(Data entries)
************
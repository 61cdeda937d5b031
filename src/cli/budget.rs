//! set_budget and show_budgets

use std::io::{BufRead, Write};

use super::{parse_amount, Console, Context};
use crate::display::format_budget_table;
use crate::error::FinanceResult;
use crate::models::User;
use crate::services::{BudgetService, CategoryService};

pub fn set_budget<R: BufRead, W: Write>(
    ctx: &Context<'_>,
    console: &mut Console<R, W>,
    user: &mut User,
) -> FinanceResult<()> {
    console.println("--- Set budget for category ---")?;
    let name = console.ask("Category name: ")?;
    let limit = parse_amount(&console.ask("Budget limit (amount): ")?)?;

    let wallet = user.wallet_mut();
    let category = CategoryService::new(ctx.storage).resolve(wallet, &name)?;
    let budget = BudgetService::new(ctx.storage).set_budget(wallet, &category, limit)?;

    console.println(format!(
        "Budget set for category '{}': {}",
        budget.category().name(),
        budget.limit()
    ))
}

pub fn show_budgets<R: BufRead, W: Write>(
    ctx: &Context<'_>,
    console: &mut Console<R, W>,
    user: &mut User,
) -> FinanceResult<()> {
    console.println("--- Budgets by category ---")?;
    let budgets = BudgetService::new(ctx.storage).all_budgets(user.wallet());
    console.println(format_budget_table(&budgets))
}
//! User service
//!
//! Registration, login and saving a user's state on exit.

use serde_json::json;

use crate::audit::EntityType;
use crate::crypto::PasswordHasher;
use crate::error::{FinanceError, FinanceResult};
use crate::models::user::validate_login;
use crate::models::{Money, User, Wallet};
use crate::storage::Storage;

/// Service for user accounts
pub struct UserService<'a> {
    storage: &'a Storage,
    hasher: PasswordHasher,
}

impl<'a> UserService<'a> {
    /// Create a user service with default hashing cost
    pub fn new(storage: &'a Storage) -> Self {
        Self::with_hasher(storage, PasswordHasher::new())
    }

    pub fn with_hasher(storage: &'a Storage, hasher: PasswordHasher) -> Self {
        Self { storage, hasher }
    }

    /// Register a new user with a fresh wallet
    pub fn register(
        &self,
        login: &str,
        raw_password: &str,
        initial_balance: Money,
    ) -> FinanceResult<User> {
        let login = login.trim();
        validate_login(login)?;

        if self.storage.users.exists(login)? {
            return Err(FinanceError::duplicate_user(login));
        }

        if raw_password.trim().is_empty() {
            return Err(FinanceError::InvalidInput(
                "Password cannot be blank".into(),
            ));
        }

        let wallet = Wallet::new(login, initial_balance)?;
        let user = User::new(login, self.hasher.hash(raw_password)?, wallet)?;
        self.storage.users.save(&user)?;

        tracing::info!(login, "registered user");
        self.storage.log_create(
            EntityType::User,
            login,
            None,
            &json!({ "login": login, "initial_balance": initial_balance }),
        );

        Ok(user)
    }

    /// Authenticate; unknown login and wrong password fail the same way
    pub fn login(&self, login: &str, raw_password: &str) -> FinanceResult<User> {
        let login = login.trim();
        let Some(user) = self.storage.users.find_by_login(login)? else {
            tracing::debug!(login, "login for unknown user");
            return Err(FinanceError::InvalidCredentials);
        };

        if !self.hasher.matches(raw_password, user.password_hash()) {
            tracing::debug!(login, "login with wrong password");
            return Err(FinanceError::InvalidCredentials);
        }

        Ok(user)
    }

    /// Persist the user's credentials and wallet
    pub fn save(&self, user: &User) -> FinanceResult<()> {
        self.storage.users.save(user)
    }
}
************
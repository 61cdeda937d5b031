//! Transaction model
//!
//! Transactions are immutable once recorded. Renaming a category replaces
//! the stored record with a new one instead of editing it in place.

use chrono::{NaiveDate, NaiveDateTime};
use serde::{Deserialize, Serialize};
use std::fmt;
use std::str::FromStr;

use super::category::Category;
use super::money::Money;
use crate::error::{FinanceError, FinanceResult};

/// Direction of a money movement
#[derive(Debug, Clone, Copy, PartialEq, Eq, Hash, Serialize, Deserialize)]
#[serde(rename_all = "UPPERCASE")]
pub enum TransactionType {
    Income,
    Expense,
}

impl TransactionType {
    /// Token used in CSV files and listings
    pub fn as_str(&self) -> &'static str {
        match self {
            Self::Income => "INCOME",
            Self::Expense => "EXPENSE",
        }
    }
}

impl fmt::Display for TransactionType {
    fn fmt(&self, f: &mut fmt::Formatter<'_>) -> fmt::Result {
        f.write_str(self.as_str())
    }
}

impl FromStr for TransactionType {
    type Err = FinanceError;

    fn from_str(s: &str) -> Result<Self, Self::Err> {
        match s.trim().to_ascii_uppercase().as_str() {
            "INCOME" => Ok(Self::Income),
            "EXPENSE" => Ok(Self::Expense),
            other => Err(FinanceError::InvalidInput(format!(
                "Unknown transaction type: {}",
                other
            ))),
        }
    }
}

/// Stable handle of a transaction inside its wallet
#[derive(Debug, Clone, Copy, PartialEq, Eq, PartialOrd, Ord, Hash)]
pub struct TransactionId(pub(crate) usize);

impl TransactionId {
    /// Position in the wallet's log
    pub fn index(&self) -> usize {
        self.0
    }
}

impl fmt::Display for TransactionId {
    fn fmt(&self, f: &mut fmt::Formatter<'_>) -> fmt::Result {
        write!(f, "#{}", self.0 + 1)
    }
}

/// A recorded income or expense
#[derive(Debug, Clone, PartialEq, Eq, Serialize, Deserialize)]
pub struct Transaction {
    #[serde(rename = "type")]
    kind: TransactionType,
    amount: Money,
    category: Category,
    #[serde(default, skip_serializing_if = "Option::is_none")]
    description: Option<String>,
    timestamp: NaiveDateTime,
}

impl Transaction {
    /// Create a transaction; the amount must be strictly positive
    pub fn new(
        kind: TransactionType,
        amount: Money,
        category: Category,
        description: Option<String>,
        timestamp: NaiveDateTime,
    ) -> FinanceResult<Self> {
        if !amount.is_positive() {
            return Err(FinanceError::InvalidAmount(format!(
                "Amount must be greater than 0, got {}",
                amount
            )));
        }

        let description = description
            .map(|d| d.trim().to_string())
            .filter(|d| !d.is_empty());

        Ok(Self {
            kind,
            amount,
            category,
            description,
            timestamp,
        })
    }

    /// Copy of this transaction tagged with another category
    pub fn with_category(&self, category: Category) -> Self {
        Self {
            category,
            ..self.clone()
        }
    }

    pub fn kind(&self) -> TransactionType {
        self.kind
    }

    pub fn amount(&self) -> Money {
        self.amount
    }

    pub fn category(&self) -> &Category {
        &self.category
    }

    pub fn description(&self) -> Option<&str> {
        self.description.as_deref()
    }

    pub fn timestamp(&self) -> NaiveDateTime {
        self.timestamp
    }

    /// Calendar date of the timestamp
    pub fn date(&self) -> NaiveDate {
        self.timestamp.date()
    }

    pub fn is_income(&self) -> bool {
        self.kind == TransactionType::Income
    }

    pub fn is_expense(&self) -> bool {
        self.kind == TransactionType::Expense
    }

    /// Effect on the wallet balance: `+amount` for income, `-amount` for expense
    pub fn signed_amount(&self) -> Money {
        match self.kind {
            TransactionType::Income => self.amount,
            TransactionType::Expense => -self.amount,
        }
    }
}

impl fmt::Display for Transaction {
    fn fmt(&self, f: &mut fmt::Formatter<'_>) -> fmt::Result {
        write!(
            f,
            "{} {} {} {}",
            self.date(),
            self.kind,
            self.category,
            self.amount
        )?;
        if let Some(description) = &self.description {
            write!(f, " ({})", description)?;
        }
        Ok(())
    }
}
************
Line count for the word "kind": tally the lines in the records that include it and give only the result.

9